● What to do: Below are the records; collect from them each line containing the string "SlaveIdentity".

※ ※ ※

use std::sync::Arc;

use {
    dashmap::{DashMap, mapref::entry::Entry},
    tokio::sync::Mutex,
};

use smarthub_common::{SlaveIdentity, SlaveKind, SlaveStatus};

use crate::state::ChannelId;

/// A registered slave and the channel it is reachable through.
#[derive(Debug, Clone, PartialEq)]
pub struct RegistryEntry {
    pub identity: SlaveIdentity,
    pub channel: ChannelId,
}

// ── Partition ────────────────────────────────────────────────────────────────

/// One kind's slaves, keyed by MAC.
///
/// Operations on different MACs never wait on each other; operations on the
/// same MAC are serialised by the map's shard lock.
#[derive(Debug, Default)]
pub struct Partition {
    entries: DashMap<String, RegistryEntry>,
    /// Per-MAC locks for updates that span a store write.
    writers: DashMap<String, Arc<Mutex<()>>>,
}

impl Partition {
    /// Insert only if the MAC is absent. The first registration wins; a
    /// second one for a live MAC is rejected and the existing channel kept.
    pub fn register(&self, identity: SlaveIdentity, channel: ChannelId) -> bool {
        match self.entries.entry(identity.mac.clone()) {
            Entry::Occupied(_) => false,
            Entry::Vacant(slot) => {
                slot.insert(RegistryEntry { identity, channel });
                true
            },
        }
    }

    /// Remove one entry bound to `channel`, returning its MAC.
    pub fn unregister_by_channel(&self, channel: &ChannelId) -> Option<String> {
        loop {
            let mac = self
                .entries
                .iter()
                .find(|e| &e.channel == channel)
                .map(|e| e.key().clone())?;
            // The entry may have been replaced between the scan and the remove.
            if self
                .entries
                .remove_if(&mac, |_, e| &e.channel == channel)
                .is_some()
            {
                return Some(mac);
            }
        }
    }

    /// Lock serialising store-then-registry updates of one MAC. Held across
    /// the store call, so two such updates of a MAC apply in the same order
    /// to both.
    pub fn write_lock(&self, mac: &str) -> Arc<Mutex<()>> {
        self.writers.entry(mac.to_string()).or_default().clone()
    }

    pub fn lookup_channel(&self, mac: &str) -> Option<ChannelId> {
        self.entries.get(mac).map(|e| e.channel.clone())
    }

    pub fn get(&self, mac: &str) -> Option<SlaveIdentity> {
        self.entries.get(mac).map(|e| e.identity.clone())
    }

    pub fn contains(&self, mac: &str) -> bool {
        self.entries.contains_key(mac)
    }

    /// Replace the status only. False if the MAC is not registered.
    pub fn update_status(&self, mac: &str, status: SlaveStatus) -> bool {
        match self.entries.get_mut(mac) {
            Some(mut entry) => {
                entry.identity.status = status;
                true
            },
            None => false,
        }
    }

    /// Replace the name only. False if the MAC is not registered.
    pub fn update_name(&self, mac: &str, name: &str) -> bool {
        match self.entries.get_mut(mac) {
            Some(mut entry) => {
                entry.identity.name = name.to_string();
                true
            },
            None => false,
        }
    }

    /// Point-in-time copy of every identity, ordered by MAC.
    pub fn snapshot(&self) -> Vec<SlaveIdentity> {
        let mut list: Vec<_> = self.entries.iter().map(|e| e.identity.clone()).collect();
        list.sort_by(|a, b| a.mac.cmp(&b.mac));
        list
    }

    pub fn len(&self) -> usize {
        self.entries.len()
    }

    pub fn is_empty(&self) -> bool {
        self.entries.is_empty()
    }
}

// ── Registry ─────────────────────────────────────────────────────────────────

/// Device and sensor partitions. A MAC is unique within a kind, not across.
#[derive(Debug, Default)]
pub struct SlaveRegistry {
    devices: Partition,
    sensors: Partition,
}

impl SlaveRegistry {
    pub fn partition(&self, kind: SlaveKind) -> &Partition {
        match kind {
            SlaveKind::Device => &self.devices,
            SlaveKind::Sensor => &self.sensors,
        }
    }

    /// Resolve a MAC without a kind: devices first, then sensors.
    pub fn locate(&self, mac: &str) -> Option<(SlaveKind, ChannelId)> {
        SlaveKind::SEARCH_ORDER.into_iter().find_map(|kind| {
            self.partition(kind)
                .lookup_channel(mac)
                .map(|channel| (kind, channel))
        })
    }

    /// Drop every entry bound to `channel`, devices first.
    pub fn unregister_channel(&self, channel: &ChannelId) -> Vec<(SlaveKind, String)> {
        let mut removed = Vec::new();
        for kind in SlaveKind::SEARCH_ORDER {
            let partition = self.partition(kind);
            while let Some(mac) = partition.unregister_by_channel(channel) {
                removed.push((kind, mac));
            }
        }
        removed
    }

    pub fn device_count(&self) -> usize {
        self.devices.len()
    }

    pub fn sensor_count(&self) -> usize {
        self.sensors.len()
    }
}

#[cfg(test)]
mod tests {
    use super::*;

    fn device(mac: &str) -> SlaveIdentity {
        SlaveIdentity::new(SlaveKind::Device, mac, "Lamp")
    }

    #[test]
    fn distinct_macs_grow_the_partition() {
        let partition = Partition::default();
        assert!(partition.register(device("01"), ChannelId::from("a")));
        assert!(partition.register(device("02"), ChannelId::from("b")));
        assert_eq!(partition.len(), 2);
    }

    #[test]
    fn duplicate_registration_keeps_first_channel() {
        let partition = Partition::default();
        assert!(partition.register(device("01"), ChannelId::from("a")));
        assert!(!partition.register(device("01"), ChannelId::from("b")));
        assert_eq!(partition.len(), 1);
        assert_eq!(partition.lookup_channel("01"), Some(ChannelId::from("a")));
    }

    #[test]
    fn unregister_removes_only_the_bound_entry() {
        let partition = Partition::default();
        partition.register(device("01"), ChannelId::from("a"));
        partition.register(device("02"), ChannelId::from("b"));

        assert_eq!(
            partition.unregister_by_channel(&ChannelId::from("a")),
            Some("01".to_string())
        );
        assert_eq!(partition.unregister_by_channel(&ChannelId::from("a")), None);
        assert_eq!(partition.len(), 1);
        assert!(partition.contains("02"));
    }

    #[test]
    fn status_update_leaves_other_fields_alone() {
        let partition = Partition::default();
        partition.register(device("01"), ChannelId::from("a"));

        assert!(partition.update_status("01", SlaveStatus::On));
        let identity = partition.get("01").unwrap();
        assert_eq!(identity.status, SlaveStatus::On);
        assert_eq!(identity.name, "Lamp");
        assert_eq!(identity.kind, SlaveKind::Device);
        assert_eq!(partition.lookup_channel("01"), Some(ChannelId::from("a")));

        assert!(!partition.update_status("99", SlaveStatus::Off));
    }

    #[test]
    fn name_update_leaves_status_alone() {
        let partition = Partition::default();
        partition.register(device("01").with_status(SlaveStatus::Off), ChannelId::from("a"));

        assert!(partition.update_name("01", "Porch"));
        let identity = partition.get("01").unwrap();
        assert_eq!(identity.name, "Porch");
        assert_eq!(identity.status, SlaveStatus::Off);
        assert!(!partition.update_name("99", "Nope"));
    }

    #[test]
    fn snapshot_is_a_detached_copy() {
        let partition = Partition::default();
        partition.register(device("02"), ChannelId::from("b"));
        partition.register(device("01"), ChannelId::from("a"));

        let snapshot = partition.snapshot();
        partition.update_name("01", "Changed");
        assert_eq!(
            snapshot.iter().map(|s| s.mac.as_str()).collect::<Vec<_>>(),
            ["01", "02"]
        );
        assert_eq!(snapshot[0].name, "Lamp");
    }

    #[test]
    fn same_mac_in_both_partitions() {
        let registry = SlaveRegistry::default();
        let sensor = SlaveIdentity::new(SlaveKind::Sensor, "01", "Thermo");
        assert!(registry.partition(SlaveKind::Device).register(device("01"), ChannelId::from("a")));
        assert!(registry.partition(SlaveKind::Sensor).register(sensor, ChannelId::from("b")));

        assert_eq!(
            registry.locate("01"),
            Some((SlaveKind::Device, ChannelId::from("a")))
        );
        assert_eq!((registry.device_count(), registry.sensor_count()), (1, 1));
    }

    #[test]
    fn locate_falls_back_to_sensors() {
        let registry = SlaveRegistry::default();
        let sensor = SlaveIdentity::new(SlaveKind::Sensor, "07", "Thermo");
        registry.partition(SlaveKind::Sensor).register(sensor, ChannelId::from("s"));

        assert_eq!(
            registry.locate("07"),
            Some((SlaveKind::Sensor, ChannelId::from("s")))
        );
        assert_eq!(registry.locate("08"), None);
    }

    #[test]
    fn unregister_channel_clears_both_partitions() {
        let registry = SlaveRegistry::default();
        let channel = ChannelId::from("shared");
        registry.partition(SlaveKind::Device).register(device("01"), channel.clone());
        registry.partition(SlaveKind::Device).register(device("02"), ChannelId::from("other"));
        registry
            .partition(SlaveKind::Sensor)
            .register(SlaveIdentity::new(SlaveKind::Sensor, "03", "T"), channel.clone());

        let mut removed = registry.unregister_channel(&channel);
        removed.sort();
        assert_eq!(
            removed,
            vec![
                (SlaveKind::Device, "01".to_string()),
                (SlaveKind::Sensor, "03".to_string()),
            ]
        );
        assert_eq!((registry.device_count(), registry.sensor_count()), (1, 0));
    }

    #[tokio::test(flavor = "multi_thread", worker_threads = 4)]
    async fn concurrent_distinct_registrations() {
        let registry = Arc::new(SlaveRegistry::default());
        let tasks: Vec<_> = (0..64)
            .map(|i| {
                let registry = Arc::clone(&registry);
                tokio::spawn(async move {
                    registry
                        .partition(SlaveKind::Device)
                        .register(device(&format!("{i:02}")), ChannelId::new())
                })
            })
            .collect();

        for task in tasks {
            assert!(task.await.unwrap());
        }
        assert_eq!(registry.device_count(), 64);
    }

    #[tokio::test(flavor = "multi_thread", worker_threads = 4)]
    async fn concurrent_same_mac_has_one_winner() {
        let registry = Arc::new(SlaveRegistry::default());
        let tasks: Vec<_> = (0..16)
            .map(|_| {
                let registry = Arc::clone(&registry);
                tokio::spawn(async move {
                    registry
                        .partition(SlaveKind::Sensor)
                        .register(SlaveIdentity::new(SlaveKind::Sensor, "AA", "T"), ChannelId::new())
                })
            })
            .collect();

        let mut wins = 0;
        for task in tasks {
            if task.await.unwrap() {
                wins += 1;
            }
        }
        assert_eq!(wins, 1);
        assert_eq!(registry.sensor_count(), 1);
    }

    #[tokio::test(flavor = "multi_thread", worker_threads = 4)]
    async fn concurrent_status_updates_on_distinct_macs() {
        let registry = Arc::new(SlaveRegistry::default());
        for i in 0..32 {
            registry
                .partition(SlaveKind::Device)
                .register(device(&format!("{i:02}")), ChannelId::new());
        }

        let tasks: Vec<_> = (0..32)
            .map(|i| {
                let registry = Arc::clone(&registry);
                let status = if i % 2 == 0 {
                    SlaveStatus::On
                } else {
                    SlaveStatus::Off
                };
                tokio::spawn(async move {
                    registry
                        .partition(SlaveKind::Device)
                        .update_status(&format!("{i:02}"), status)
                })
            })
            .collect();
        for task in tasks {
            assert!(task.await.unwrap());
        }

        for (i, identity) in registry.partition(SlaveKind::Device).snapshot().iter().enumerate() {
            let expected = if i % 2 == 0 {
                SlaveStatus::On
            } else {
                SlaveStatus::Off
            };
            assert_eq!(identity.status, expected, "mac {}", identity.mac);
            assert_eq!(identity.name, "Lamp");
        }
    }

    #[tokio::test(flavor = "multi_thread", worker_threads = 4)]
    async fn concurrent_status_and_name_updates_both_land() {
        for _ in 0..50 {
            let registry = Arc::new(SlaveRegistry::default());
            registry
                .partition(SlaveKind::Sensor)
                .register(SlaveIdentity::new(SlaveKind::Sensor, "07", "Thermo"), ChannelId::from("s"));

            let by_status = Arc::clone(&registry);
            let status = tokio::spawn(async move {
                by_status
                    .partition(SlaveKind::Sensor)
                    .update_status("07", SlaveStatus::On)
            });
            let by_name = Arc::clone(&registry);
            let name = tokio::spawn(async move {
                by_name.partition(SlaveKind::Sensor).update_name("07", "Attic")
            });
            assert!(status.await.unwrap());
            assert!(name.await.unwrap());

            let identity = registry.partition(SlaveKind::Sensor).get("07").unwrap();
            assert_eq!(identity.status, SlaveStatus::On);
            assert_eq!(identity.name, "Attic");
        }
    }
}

※ ※ ※

● Exercise solution:
use smarthub_common::{SlaveIdentity, SlaveKind, SlaveStatus};
    pub identity: SlaveIdentity,
    pub fn register(&self, identity: SlaveIdentity, channel: ChannelId) -> bool {
    pub fn get(&self, mac: &str) -> Option<SlaveIdentity> {
    pub fn snapshot(&self) -> Vec<SlaveIdentity> {
    fn device(mac: &str) -> SlaveIdentity {
        SlaveIdentity::new(SlaveKind::Device, mac, "Lamp")
        let sensor = SlaveIdentity::new(SlaveKind::Sensor, "01", "Thermo");
        let sensor = SlaveIdentity::new(SlaveKind::Sensor, "07", "Thermo");
            .register(SlaveIdentity::new(SlaveKind::Sensor, "03", "T"), channel.clone());
                        .register(SlaveIdentity::new(SlaveKind::Sensor, "AA", "T"), ChannelId::new())
                .register(SlaveIdentity::new(SlaveKind::Sensor, "07", "Thermo"), ChannelId::from("s"));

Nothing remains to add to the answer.